Of the entries below, return exactly those lines that fall between the one containing "match &mut self.tool_manager.state" and the one containing "let delta = world - *last;", the two end lines included.

## SOURCE INFORMATION:
========

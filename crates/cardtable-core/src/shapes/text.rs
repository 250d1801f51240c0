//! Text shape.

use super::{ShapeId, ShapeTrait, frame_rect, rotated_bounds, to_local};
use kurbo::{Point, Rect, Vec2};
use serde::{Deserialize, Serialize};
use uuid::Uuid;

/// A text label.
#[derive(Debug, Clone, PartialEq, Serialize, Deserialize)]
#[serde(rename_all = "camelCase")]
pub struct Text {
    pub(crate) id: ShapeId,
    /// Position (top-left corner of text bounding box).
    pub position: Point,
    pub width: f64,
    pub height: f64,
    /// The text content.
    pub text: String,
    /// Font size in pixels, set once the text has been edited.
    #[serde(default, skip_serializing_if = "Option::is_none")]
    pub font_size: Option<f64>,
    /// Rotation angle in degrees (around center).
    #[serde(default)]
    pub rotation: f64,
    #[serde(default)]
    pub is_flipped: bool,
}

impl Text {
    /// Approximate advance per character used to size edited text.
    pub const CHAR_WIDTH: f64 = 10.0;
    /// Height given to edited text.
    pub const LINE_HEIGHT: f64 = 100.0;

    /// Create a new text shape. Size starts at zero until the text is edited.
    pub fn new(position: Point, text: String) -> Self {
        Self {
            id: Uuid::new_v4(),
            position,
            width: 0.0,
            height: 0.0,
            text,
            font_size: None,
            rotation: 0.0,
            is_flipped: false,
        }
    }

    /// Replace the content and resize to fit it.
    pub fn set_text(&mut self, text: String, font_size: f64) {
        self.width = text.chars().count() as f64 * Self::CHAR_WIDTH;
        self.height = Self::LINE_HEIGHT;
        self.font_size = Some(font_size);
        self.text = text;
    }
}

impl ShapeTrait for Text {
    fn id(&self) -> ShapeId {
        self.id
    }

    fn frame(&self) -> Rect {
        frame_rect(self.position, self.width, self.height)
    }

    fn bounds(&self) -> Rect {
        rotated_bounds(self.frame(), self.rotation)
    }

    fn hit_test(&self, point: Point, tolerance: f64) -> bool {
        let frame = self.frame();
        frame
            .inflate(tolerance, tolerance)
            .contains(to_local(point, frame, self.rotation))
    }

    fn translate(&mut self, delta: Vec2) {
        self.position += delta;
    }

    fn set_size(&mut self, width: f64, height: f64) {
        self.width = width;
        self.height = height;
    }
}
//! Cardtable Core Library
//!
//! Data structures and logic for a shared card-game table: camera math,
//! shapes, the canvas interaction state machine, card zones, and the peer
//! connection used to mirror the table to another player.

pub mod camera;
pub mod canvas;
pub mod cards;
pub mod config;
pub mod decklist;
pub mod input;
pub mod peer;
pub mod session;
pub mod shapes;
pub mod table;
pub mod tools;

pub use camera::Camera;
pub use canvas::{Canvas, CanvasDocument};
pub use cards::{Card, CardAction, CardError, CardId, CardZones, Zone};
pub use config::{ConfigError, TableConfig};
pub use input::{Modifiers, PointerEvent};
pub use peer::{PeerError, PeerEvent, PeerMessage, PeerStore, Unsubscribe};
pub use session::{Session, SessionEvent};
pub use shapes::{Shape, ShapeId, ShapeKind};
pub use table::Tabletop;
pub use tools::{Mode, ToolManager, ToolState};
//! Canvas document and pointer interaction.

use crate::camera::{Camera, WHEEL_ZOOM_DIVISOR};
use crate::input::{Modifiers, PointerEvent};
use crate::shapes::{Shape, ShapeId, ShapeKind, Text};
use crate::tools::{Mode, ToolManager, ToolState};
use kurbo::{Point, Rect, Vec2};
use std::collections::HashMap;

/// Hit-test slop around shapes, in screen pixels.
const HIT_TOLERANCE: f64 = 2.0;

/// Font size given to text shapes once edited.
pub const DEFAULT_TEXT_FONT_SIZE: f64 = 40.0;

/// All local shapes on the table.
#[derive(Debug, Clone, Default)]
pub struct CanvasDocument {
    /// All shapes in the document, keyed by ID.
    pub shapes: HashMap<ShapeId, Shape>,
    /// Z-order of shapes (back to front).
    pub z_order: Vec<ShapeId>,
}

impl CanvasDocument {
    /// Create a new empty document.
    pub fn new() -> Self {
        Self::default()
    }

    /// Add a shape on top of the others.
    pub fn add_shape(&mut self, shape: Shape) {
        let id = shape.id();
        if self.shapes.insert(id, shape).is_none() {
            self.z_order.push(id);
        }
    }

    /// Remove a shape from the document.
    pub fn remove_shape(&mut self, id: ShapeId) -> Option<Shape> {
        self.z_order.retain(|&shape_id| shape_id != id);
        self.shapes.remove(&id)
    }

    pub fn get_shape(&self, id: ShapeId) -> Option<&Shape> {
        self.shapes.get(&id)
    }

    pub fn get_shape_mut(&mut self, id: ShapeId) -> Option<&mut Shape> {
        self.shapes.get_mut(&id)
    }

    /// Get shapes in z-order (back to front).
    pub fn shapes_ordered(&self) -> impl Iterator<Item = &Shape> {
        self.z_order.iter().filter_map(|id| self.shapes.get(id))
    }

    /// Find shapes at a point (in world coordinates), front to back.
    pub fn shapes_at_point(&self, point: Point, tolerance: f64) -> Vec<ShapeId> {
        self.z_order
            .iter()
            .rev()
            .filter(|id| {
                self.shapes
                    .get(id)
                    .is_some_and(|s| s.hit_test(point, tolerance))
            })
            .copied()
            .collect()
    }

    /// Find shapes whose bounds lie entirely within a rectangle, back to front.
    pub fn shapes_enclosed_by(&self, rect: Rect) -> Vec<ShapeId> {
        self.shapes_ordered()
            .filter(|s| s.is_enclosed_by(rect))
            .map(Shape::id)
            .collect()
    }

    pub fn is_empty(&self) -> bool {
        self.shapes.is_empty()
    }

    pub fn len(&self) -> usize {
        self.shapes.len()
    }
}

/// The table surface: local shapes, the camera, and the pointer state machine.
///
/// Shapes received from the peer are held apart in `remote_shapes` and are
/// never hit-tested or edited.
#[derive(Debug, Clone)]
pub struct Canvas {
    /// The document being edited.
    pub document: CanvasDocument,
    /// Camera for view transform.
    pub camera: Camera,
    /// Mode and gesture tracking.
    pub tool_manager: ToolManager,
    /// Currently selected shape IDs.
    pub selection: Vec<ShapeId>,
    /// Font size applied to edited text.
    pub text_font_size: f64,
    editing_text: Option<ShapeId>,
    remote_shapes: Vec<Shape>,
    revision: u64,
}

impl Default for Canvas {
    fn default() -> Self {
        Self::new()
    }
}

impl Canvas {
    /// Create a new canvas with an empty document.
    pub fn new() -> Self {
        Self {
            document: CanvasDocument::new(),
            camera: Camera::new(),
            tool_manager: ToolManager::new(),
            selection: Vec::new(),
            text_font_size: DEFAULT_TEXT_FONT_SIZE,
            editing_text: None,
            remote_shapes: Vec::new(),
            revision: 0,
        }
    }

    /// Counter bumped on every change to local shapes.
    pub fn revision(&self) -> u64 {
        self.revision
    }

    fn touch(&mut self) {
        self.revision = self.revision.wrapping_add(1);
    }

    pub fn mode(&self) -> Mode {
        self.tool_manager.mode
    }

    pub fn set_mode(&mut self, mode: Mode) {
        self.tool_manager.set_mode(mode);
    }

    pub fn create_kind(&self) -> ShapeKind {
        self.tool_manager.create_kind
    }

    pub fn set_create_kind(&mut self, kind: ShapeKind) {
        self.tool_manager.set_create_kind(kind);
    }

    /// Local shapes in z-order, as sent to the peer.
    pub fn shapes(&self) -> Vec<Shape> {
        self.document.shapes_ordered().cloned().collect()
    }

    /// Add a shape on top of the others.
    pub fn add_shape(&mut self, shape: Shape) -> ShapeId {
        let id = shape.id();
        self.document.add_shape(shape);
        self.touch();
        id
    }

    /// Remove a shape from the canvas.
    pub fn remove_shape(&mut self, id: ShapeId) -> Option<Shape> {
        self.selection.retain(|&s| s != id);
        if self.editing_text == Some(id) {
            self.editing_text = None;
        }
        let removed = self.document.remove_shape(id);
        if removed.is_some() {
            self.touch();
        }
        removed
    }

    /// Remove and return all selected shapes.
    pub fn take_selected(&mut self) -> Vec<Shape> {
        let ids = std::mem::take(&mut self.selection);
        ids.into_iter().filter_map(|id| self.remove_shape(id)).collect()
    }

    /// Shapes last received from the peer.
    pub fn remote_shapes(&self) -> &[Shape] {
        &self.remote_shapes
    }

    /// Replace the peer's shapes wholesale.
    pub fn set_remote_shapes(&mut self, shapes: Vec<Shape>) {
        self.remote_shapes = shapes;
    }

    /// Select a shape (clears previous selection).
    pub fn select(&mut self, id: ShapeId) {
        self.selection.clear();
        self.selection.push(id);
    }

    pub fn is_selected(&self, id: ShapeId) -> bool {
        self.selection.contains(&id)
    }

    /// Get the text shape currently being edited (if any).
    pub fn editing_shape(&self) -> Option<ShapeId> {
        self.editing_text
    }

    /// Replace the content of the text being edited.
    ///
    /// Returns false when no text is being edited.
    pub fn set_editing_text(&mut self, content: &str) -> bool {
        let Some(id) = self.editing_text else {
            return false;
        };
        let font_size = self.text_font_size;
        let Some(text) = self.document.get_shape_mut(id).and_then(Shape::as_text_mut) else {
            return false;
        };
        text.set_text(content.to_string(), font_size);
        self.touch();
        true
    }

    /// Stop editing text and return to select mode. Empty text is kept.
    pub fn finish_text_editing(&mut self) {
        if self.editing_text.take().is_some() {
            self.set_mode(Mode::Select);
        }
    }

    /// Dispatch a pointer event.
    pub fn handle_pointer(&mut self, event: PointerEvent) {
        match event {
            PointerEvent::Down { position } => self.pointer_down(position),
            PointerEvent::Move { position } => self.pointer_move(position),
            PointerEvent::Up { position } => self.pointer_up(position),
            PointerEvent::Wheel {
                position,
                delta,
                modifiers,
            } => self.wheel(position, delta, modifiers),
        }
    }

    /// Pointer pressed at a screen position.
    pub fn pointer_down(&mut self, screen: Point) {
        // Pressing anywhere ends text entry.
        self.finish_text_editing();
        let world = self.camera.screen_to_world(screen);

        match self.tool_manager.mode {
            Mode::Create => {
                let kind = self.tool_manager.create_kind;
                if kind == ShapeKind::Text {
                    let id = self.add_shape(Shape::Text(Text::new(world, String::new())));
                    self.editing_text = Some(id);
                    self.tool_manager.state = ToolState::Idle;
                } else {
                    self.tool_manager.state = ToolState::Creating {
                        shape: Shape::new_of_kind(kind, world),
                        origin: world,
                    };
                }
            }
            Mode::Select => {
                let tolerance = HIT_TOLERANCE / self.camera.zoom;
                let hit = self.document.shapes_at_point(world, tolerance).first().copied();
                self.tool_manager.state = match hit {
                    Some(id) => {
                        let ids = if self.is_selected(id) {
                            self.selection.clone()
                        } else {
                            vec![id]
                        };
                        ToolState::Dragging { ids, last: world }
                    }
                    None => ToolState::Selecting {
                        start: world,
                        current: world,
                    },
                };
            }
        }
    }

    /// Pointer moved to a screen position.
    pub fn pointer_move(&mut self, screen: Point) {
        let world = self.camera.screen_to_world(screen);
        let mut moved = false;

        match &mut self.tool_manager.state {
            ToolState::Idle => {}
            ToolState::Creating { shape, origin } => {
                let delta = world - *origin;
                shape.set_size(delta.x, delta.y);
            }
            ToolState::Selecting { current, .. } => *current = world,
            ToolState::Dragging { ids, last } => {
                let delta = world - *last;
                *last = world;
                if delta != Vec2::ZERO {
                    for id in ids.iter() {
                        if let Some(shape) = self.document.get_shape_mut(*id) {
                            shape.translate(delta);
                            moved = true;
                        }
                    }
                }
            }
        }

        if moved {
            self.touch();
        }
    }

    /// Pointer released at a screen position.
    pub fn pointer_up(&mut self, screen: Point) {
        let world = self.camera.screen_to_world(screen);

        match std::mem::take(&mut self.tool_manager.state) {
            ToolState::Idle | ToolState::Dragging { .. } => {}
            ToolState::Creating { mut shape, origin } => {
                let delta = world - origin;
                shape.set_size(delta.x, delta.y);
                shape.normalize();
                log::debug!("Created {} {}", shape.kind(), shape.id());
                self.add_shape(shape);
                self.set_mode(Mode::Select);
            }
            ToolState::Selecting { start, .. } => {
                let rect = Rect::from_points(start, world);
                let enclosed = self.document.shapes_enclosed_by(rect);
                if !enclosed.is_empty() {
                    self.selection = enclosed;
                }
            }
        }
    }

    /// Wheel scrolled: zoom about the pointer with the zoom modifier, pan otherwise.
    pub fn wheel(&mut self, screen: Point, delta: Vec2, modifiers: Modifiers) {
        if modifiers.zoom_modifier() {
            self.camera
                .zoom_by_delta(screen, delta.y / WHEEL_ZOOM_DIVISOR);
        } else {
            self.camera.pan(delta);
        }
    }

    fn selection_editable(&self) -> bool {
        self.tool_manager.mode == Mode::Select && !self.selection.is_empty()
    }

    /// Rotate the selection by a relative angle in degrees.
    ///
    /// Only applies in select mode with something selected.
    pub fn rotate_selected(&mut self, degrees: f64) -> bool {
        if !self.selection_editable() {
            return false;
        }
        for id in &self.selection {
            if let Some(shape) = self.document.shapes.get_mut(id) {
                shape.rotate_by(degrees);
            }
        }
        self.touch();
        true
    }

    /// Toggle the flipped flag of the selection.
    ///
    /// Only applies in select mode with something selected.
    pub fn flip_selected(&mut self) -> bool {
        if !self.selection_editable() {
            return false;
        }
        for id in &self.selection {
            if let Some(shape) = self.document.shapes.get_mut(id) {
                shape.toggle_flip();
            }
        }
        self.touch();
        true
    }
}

========

## RESPONSE BOX:
        match &mut self.tool_manager.state {
            ToolState::Idle => {}
            ToolState::Creating { shape, origin } => {
                let delta = world - *origin;
                shape.set_size(delta.x, delta.y);
            }
            ToolState::Selecting { current, .. } => *current = world,
            ToolState::Dragging { ids, last } => {
                let delta = world - *last;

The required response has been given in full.